Chimney Sweep Has Cleaned a Lifetime of Soot

KITCHENER — Henry Rasmussen doesn't dance, sing or have a Cockney accent. But he does clean chimneys, and lots of them. Kitchener's Rasmussen, 66, is a real-life chimney sweep, unlike those jovial, acrobatic workers popularized in the Mary Poppins movie.

He's one of a handful of people left in Waterloo Region who are certified to clean out the chimneys from wood fireplaces and oil furnaces. He's hauled out a lifetime of soot, ash and creosote in a trade that's slowly being phased out by natural gas heating. It is, as you might imagine, not a clean job.

Chimney Sweep cleaning flue


"I'm pretty black at the end of most days. But I have a shower every night whether I need it or not," he said. "It's one of those jobs that people don't want to do themselves."

In 45 years as a mason and chimney sweep, he figures he's brushed, swept and cleaned thousands of home furnace flues, fireplaces, blast furnaces and even pizza ovens. The worst job was at the former KW Granite Club, built during the coal furnace era. He dragged 27 five-gallon pails of soot from the chimney. That was a five-shower gig. Of course it's dirty work, but it's also dangerous, too. There's always the risk of slipping and falling off roofs, and he's had a few close calls.

Once, while climbing inside a chimney flue at a former tool factory in Cambridge, the creosote lining collapsed on him, filling the chamber up to his nose. Wearing a hard hat, goggles and a breathing mask, he escaped only by slowly kicking the stuff away with his feet, and eventually wiggling back down the chimney.

"That's the closest I ever came to thinking 'that's it for me,'" Rasmussen said.

Regulations and practices have changed a lot since the days when asthma, cancer and inflammation of the chest were regular occupational hazards of being a chimney sweep. Rasmussen does what he can to stay safe, but he's not too worried, anyway.

"I never thought I'd make it this far," he said.
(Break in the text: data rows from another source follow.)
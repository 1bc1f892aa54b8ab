//! Route requests and results.
//!
//! A [`RouteResult`] is always replaced as a whole; nothing in the workspace
//! patches individual fields of a stored route.

use serde::Serialize;

use crate::Coordinate;

/// One turn-by-turn instruction, kept exactly as the routing service sent it.
pub type Step = serde_json::Value;

/// The two endpoints of a route computation.
#[derive(Debug, Clone, Copy, PartialEq, Serialize)]
pub struct RouteRequest {
    /// Where the route starts.
    pub origin: Coordinate,
    /// Where the route ends.
    pub destination: Coordinate,
}

impl RouteRequest {
    /// Pair an origin with a destination.
    #[must_use]
    pub const fn new(origin: Coordinate, destination: Coordinate) -> Self {
        Self {
            origin,
            destination,
        }
    }
}

/// A driving route between two points.
///
/// # Examples
/// ```
/// use fuelroute_core::{Coordinate, RouteResult};
///
/// let start = Coordinate::new(-17.9, -67.1).unwrap();
/// let end = Coordinate::new(-18.0, -67.2).unwrap();
/// let route = RouteResult::new(vec![start, end], Vec::new(), 420.0, 12_500.0);
///
/// assert_eq!(route.geometry.len(), 2);
/// assert!(!route.is_empty());
/// assert!(RouteResult::empty().is_empty());
/// ```
#[derive(Debug, Clone, PartialEq, Default, Serialize)]
pub struct RouteResult {
    /// Path positions in travel order, latitude first.
    pub geometry: Vec<Coordinate>,
    /// Instructions for the first leg.
    pub steps: Vec<Step>,
    /// Travel time in seconds.
    pub duration_secs: f64,
    /// Travel distance in metres.
    pub distance_m: f64,
}

impl RouteResult {
    /// Construct a route from its parts.
    #[must_use]
    pub const fn new(
        geometry: Vec<Coordinate>,
        steps: Vec<Step>,
        duration_secs: f64,
        distance_m: f64,
    ) -> Self {
        Self {
            geometry,
            steps,
            duration_secs,
            distance_m,
        }
    }

    /// A route with no geometry, no steps and zero metrics.
    #[must_use]
    pub const fn empty() -> Self {
        Self::new(Vec::new(), Vec::new(), 0.0, 0.0)
    }

    /// Whether no geometry has been stored yet.
    #[must_use]
    pub fn is_empty(&self) -> bool {
        self.geometry.is_empty()
    }

    /// Geometry as `[lat, lng]` pairs.
    #[must_use]
    pub fn lat_lng_pairs(&self) -> Vec<[f64; 2]> {
        self.geometry.iter().map(Coordinate::to_lat_lng).collect()
    }
}
//! Map centre and zoom used when choosing a point by dropping a marker.

use crate::Coordinate;

/// Centre shown before any marker has been dropped.
pub const DEFAULT_CENTER: Coordinate = Coordinate::from_degrees_unchecked(-17.964055, -67.114579);

/// Zoom level shown before the user zooms.
pub const DEFAULT_ZOOM: u8 = 15;

/// Deepest zoom level supported by the tile layer.
pub const MAX_ZOOM: u8 = 19;

/// Marker-driven map view state.
///
/// # Examples
///
/// ```
/// use fuelroute_core::{Coordinate, DEFAULT_CENTER, LocationPicker, MAX_ZOOM};
///
/// let mut picker = LocationPicker::new();
/// assert_eq!(picker.center(), DEFAULT_CENTER);
///
/// let dropped = Coordinate::new(-17.97, -67.11).unwrap();
/// picker.pin(dropped);
/// assert_eq!(picker.center(), dropped);
///
/// picker.set_zoom(25);
/// assert_eq!(picker.zoom(), MAX_ZOOM);
/// ```
#[derive(Debug, Clone, Copy, PartialEq)]
pub struct LocationPicker {
    center: Coordinate,
    zoom: u8,
}

impl Default for LocationPicker {
    fn default() -> Self {
        Self::new()
    }
}

impl LocationPicker {
    /// Start at [`DEFAULT_CENTER`] and [`DEFAULT_ZOOM`].
    #[must_use]
    pub const fn new() -> Self {
        Self::with_center(DEFAULT_CENTER)
    }

    /// Start at `center` with the default zoom.
    #[must_use]
    pub const fn with_center(center: Coordinate) -> Self {
        Self {
            center,
            zoom: DEFAULT_ZOOM,
        }
    }

    /// Current map centre.
    #[must_use]
    pub const fn center(&self) -> Coordinate {
        self.center
    }

    /// Current zoom level.
    #[must_use]
    pub const fn zoom(&self) -> u8 {
        self.zoom
    }

    /// Re-centre the map on a dropped marker.
    pub const fn pin(&mut self, marker: Coordinate) {
        self.center = marker;
    }

    /// Change the zoom level, clamped to [`MAX_ZOOM`].
    pub fn set_zoom(&mut self, zoom: u8) {
        self.zoom = zoom.min(MAX_ZOOM);
    }
}

#[cfg(test)]
mod tests {
    use super::*;
    use rstest::rstest;

    #[rstest]
    fn default_center_is_valid() {
        let checked = Coordinate::new(DEFAULT_CENTER.latitude(), DEFAULT_CENTER.longitude())
            .expect("default centre in range");
        assert_eq!(checked, DEFAULT_CENTER);
        assert_eq!(LocationPicker::default(), LocationPicker::new());
    }

    #[rstest]
    fn pin_moves_center_only() {
        let mut picker = LocationPicker::new();
        picker.set_zoom(12);
        let marker = Coordinate::new(-16.5, -68.15).expect("valid marker");

        picker.pin(marker);

        assert_eq!(picker.center(), marker);
        assert_eq!(picker.zoom(), 12);
    }

    #[rstest]
    #[case(0, 0)]
    #[case(15, 15)]
    #[case(19, 19)]
    #[case(20, 19)]
    #[case(u8::MAX, 19)]
    fn zoom_is_clamped(#[case] requested: u8, #[case] expected: u8) {
        let mut picker = LocationPicker::new();
        picker.set_zoom(requested);
        assert_eq!(picker.zoom(), expected);
    }

    #[rstest]
    fn with_center_keeps_default_zoom() {
        let center = Coordinate::new(0.0, 0.0).expect("valid");
        let picker = LocationPicker::with_center(center);
        assert_eq!(picker.center(), center);
        assert_eq!(picker.zoom(), DEFAULT_ZOOM);
    }
}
Then there's the raccoons — he's hauled plenty of them out of chimneys over the years, and has even adopted and raised about a dozen of them until they were old enough to be released on their own. He's pulled out dead ones, killed after vicious territorial fights, and little live ones, too.

"At one house, I was up on the roof when I pulled the brush out of the smoke chamber, and there were two baby raccoons sitting on the thing," he said. "It scared the heck out of me."

Rasmussen's licence plate on his pickup truck says "Soot 2." His wife drives Soot 1. He says he originally wanted to be a hairdresser, but wound up working as a mason when his job as a lab technician at a glass company ended. After he started building fireplaces, he began getting calls from customers looking for someone to service their chimneys. An opportunity knocked. His company, Masonry by Rasmussen, was born. Rasmussen likes that his work helps keep people safe, by preventing fire hazards and carbon monoxide threats caused by blockages in chimneys. He also enjoys the variety of the job.

"It's like a new adventure everyday," he said.

Then there's the special status chimney sweeps have as good luck charms, particularly among people from Britain. Strangers will occasionally approach Rasmussen and ask to shake his hand.

"If you touch a chimney sweep, it brings you luck. I had a guy come up to me and say, 'Shake my hand. I'm going to buy a lottery ticket,'" he said.